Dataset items
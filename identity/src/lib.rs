//! # Identity
//!
//! Handle normalization and contact directory indexing.
//!
//! - **Handles**: phone/email classification and canonical comparison keys
//! - **Contacts**: directory records and the sources that supply them
//! - **ContactIndex**: lazily built forward (handle → name) and reverse
//!   (name → handles) indices over any number of directories
//!
//! ```text
//! DirectorySource ──► ContactRecord ──► ContactIndex
//!   (JSON, memory)                        │      │
//!                                 get_name()    find_handles()
//! ```

pub mod contact;
pub mod error;
pub mod handle;
pub mod index;

pub use contact::{
    discover_directory_files, ContactRecord, DirectorySource, JsonDirectory, MemoryDirectory,
};
pub use error::{IdentityError, Result};
pub use handle::{classify, normalize, normalized_set, same_endpoint, Handle, HandleKind};
pub use index::{ContactIndex, ContactSummary, IndexStats};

# Task to carry out:
Among the lines above, list those that contain the word "ContactIndex".

# Written answer:
//! - **ContactIndex**: lazily built forward (handle → name) and reverse
//! DirectorySource ──► ContactRecord ──► ContactIndex
pub use index::{ContactIndex, ContactSummary, IndexStats};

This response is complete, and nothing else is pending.